Rough timings are in, and it's not going to be as easy to fix as I'd hoped... I'm just using libogc + wiiload and PMC3 to count cycles (messy code at https://gist.github.com/hthh/ad17a78d95abd5cdac21954b3b4486f4 )
Dolphin (deterministic):
size 180: cycles = 256, i = 47
Wii:
size 180: cycles = 949, i = 4
size 180: cycles = 498, i = 29
size 180: cycles = 494, i = 28
size 180: cycles = 503, i = 28
size 180: cycles = 517, i = 29
size 180: cycles = 500, i = 29
size 180: cycles = 497, i = 29
size 180: cycles = 497, i = 29
size 180: cycles = 497, i = 29
size 180: cycles = 497, i = 29
size 180: cycles = 497, i = 29
size 180: cycles = 497, i = 29
size 180: cycles = 494, i = 28
size 20: cycles = 889, i = 3
size 20: cycles = 511, i = 3
size 40: cycles = 500, i = 29
size 40: cycles = 509, i = 28
size 60: cycles = 509, i = 25
size 60: cycles = 500, i = 30
size 80: cycles = 497, i = 29
size 80: cycles = 494, i = 28
size a0: cycles = 497, i = 30
size a0: cycles = 497, i = 30
size c0: cycles = 497, i = 30
size c0: cycles = 497, i = 30
size e0: cycles = 494, i = 28
size e0: cycles = 497, i = 30
size 100: cycles = 497, i = 30
size 100: cycles = 494, i = 28
size 120: cycles = 494, i = 28
size 120: cycles = 497, i = 30
size 140: cycles = 494, i = 28
size 140: cycles = 497, i = 30
size 160: cycles = 494, i = 28
size 160: cycles = 494, i = 28
size 180: cycles = 494, i = 28
size 180: cycles = 497, i = 30
size 1a0: cycles = 497, i = 30
size 1a0: cycles = 497, i = 30
size 1c0: cycles = 497, i = 30
size 1c0: cycles = 494, i = 28
size 1e0: cycles = 494, i = 28
size 1e0: cycles = 494, i = 28
The high first result in each run is presumably related to cold cache? My methodology isn't too precise, but I'd guess we could up the ticks to 400 and be strictly more accurate.

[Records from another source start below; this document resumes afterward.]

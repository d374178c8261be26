//! Shared library for the Taiko Advisor backend
//!
//! Holds the pieces every service-side module needs: the error type,
//! runtime limits/configuration, the input sanitizer, and the data model
//! (user records, chat sessions, candidate songs).

pub mod config;
pub mod error;
pub mod sanitize;
pub mod types;

pub use error::{Error, Result};

/// Current UNIX time in fractional seconds.
///
/// User record timestamps are stored as float seconds so the on-disk
/// format stays interchangeable with stores written by earlier versions
/// of the backend.
pub fn now_secs() -> f64 {
    chrono::Utc::now().timestamp_millis() as f64 / 1000.0
}
//! Data model shared between the store, the retriever, and the API layer
//!
//! The on-disk shapes mirror the flat-file JSON store and the corpus
//! `songs.json` produced by the offline scraper, so existing data files
//! load unchanged.

use serde::{Deserialize, Serialize};
use serde_json::Value;
use std::collections::BTreeMap;

/// Roles allowed in chat history and saved sessions.
pub const ALLOWED_ROLES: [&str; 2] = ["user", "model"];

/// One message in a conversation, as sent by the client and as stored.
#[derive(Debug, Clone, Serialize, Deserialize, PartialEq)]
pub struct ChatMessage {
    pub role: String,
    pub content: String,
}

impl ChatMessage {
    /// Whether the role is one of the allowed conversation roles.
    pub fn role_is_valid(&self) -> bool {
        ALLOWED_ROLES.contains(&self.role.as_str())
    }
}

/// A saved conversation. Immutable once stored, except for deletion.
#[derive(Debug, Clone, Serialize, Deserialize, PartialEq)]
pub struct ChatSession {
    pub id: String,
    pub title: String,
    pub messages: Vec<ChatMessage>,
}

/// Player profile, replaced wholesale on update.
#[derive(Debug, Clone, Serialize, Deserialize, PartialEq)]
pub struct Profile {
    pub name: String,
    pub level: String,
    pub star_pref: String,
    pub style: String,
}

/// One user record, keyed by access code in the store.
///
/// `created_at` is kept as a raw JSON value: legacy records may lack it
/// (backfilled on first validation) and corrupt records may hold a
/// non-numeric value (deleted on next validation). Only
/// [`UserRecord::created_at_secs`] interprets it.
#[derive(Debug, Clone, Serialize, Deserialize)]
pub struct UserRecord {
    #[serde(default)]
    pub created_at: Option<Value>,
    #[serde(default)]
    pub profile: Option<Profile>,
    #[serde(default)]
    pub chat_sessions: Vec<ChatSession>,
}

impl UserRecord {
    /// Fresh record for a newly provisioned access code.
    pub fn new(created_at: f64) -> Self {
        Self {
            created_at: Some(Value::from(created_at)),
            profile: None,
            chat_sessions: Vec::new(),
        }
    }

    /// Interpret `created_at` as finite float seconds.
    ///
    /// `Ok(None)` means absent (legacy record, to be backfilled);
    /// `Err(())` means present but unusable (corrupt record).
    pub fn created_at_secs(&self) -> std::result::Result<Option<f64>, ()> {
        match &self.created_at {
            None | Some(Value::Null) => Ok(None),
            Some(value) => match value.as_f64() {
                Some(secs) if secs.is_finite() => Ok(Some(secs)),
                _ => Err(()),
            },
        }
    }
}

/// Candidate song reference data. Never mutated by the backend.
///
/// Lenient defaults keep partially scraped entries loadable; `bpm` stays
/// a raw value because the scraper emits both numbers and range strings
/// such as `"140-200"`.
#[derive(Debug, Clone, Serialize, Deserialize, PartialEq)]
pub struct Song {
    pub id: i64,
    pub title: String,
    #[serde(default)]
    pub subtitle: String,
    #[serde(default)]
    pub genre: String,
    #[serde(default)]
    pub difficulty: BTreeMap<String, Value>,
    #[serde(default)]
    pub bpm: Value,
    #[serde(default)]
    pub features: Vec<String>,
    #[serde(default)]
    pub description: String,
    #[serde(default)]
    pub detail_url: String,
    #[serde(default, skip_serializing_if = "Option::is_none")]
    pub max_combo: Option<i64>,
}

#[cfg(test)]
mod tests {
    use super::*;
    use serde_json::json;

    #[test]
    fn created_at_absent_is_backfill_candidate() {
        let record: UserRecord = serde_json::from_value(json!({
            "profile": null,
            "chat_sessions": []
        }))
        .unwrap();
        assert_eq!(record.created_at_secs(), Ok(None));
    }

    #[test]
    fn created_at_non_numeric_is_corrupt() {
        let record: UserRecord = serde_json::from_value(json!({
            "created_at": "last tuesday",
            "profile": null,
            "chat_sessions": []
        }))
        .unwrap();
        assert_eq!(record.created_at_secs(), Err(()));
    }

    #[test]
    fn created_at_numeric_parses() {
        let record = UserRecord::new(1_700_000_000.5);
        assert_eq!(record.created_at_secs(), Ok(Some(1_700_000_000.5)));
    }

    #[test]
    fn song_loads_from_minimal_corpus_entry() {
        let song: Song = serde_json::from_value(json!({
            "id": 800001,
            "title": "さいたま2000",
            "genre": "ナムコオリジナル",
            "difficulty": {"oni": 7},
            "bpm": "200",
            "detail_url": "https://example.test/2000"
        }))
        .unwrap();
        assert_eq!(song.id, 800001);
        assert!(song.features.is_empty());
        assert!(song.max_combo.is_none());
    }

    #[test]
    fn role_validation() {
        let ok = ChatMessage { role: "model".into(), content: "hi".into() };
        let bad = ChatMessage { role: "system".into(), content: "hi".into() };
        assert!(ok.role_is_valid());
        assert!(!bad.role_is_valid());
    }
}
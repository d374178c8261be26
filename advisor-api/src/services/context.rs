//! Prompt context assembly
//!
//! Stateless transforms from (profile, prior messages, candidate songs)
//! to the text blocks of the advisor prompt. The template text, the
//! directive set, and the block ordering are the binding prompt
//! contract: persona, policy directives, profile block, history block,
//! candidate list, then the raw query. The advisor answers in
//! Traditional Chinese, matching its player base.

use advisor_common::config::{CHAT_MESSAGE_MAX_LENGTH, USER_NAME_MAX_LENGTH};
use advisor_common::sanitize::sanitize;
use advisor_common::types::{ChatMessage, Profile};

/// Render the player profile block, or an empty string without a
/// profile. Each field is independently sanitized and length-bounded.
pub fn build_profile_context(profile: Option<&Profile>) -> String {
    let Some(profile) = profile else {
        return String::new();
    };

    let name = sanitize(&profile.name, USER_NAME_MAX_LENGTH);
    let level = sanitize(&profile.level, USER_NAME_MAX_LENGTH);
    let star_pref = sanitize(&profile.star_pref, USER_NAME_MAX_LENGTH);
    let style = sanitize(&profile.style, USER_NAME_MAX_LENGTH);

    format!(
        "【玩家實力與偏好設定】\n\
         玩家名稱: {name}\n\
         最高段位: {level}\n\
         偏好星級: {star_pref}\n\
         打法偏好: {style}\n"
    )
}

/// Render prior messages with role-derived labels, in original order,
/// or an empty string when there is no history.
pub fn build_history_context(history: &[ChatMessage]) -> String {
    if history.is_empty() {
        return String::new();
    }

    let mut text = String::from("【之前的對話紀錄】\n");
    for message in history {
        let label = if message.role == "user" { "玩家: " } else { "顧問: " };
        let content = sanitize(&message.content, CHAT_MESSAGE_MAX_LENGTH);
        text.push_str(label);
        text.push_str(&content);
        text.push('\n');
    }
    text.push('\n');
    text
}

/// Assemble the final prompt sent to the model.
pub fn build_prompt(
    message: &str,
    profile_context: &str,
    history_context: &str,
    songs_context: &str,
) -> String {
    format!(
        "你是一個專業、有耐心的「太鼓之達人」遊玩顧問。\n\
         請根據玩家的需求，從以下的【候選歌曲資料庫】中挑選出最適合的歌曲來推薦。\n\
         {profile_context}\n\
         {history_context}\n\
         - 如果玩家只是閒聊，請普通地回應他。\n\
         - 如果推薦的要求帶有難度要求，輸出時請直接輸出該難度的資訊，不要輸出其他難度的資訊。\n\
         - 若【玩家實力與偏好設定】有資料，請在推薦歌曲時，務必將這些偏好納入考量，挑選符合他實力與打法的歌曲。\n\
         - 請記得參考【之前的對話紀錄】(如果有)，接續之前的脈絡進行回覆。\n\
         - 推薦的歌曲以3首為上限。\n\
         - 如果是要求推薦，請將推薦出來的歌曲以漂亮地排版，包含曲名(使用橙色標記)、歌曲類別、難度&星級()、BPM。不要使用任何表情符號。\n\
         - 務必只能推薦存在於資料庫中的歌曲，如果資料庫中沒有完全匹配的，可以推薦最相近的歌曲，並委婉說明。\n\
         - 務必使用繁體中文回應。\n\
         \n\
         【候選歌曲資料庫】：\n\
         {songs_context}\n\
         \n\
         【玩家需求】：\n\
         {message}\n"
    )
}
//! Request guards applied ahead of every handler
//!
//! Request-size rejection and per-client rate limiting both run before
//! any business logic, so oversized or abusive traffic never touches
//! the store or the external clients.

use crate::api::error::ApiError;
use crate::AppState;
use advisor_common::config::{CHAT_RATE_PER_MINUTE, GENERAL_RATE_PER_MINUTE, MAX_REQUEST_SIZE};
use axum::extract::{ConnectInfo, Request, State};
use axum::http::Method;
use axum::middleware::Next;
use axum::response::Response;
use governor::clock::DefaultClock;
use governor::state::keyed::DefaultKeyedStateStore;
use governor::{Quota, RateLimiter};
use std::net::SocketAddr;
use std::num::NonZeroU32;

type KeyedLimiter = RateLimiter<String, DefaultKeyedStateStore<String>, DefaultClock>;

/// Per-client limiters: the chat endpoint drives a model call per
/// request and gets a tighter quota than the rest of the API.
pub struct RateLimits {
    chat: KeyedLimiter,
    general: KeyedLimiter,
}

impl RateLimits {
    pub fn new() -> Self {
        Self {
            chat: RateLimiter::keyed(per_minute(CHAT_RATE_PER_MINUTE)),
            general: RateLimiter::keyed(per_minute(GENERAL_RATE_PER_MINUTE)),
        }
    }

    fn check(&self, path: &str, key: String) -> bool {
        let limiter = if path.starts_with("/api/chat") {
            &self.chat
        } else {
            &self.general
        };
        limiter.check_key(&key).is_ok()
    }
}

impl Default for RateLimits {
    fn default() -> Self {
        Self::new()
    }
}

fn per_minute(count: u32) -> Quota {
    Quota::per_minute(NonZeroU32::new(count).expect("rate quota must be non-zero"))
}

/// Reject write requests whose declared body size exceeds the cap,
/// before any handler runs.
pub async fn limit_request_size(request: Request, next: Next) -> Result<Response, ApiError> {
    if matches!(*request.method(), Method::POST | Method::PUT | Method::PATCH) {
        let declared = request
            .headers()
            .get(axum::http::header::CONTENT_LENGTH)
            .and_then(|v| v.to_str().ok())
            .and_then(|v| v.parse::<u64>().ok());

        if let Some(length) = declared {
            if length > MAX_REQUEST_SIZE {
                return Err(ApiError::PayloadTooLarge(
                    "Request body exceeds the 1 MB limit".to_string(),
                ));
            }
        }
    }

    Ok(next.run(request).await)
}

/// Per-client rate limiting, keyed by peer address (or forwarded-for
/// header behind a proxy). The health endpoint is exempt.
pub async fn rate_limit(
    State(state): State<AppState>,
    request: Request,
    next: Next,
) -> Result<Response, ApiError> {
    if request.uri().path() == "/health" {
        return Ok(next.run(request).await);
    }

    let key = client_key(&request);
    if !state.rate_limits.check(request.uri().path(), key) {
        return Err(ApiError::RateLimited);
    }

    Ok(next.run(request).await)
}

fn client_key(request: &Request) -> String {
    if let Some(ConnectInfo(addr)) = request.extensions().get::<ConnectInfo<SocketAddr>>() {
        return addr.ip().to_string();
    }

    request
        .headers()
        .get("x-forwarded-for")
        .and_then(|v| v.to_str().ok())
        .and_then(|v| v.split(',').next())
        .map(|v| v.trim().to_string())
        .unwrap_or_else(|| "unknown".to_string())
}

Even when I accidentally included too much libogc overhead in the timing, the biggest cold-cache result I saw was under 2000, so I think increasing the delay to anything like 8000 is the wrong answer.
The "i" number is produced by a loop of "while (!done) i++;" that waits for the callback to be invoked. It shows that real hardware executes fewer iterations even in around twice as many cycles, which is a bit surprising.
I'm a fair bit more confused than when I began... If we imagine the 400 cycles is exact, we're exactly in the middle of the numbers that work (logarithmically). Make the CPU 20x slower and we'd run before the callback is registered, or make the CPU 20x faster and it'd initialise the global before we run. The latter seems impossible, and the former merely improbable.
Could it be cache? Looking at the 32 instructions in the window, the only likely miss would be the call to AXRegisterCallback. Everything else should have been in cache recently, (although we do cross a cache-line with linear execution in AXStartDMA).
Could it be unexpectedly slow instructions? The final mfmsr in OSDisableInterrupts might be a bit slower than we account for? There's three BLRs and two BLs I guess?
Maybe these 32 instructions run just slow enough that another interrupt always lands in that window, allowing the 400 cycles to pass before the interrupt we care about?
Maybe some other DSP related configuration I've overlooked changes the speed of the interrupt?
Maybe there's a mistake in my test and 400 cycles is completely wrong?
Anyway, sorry about the ramble - I really hoped this'd be easy after hardware testing.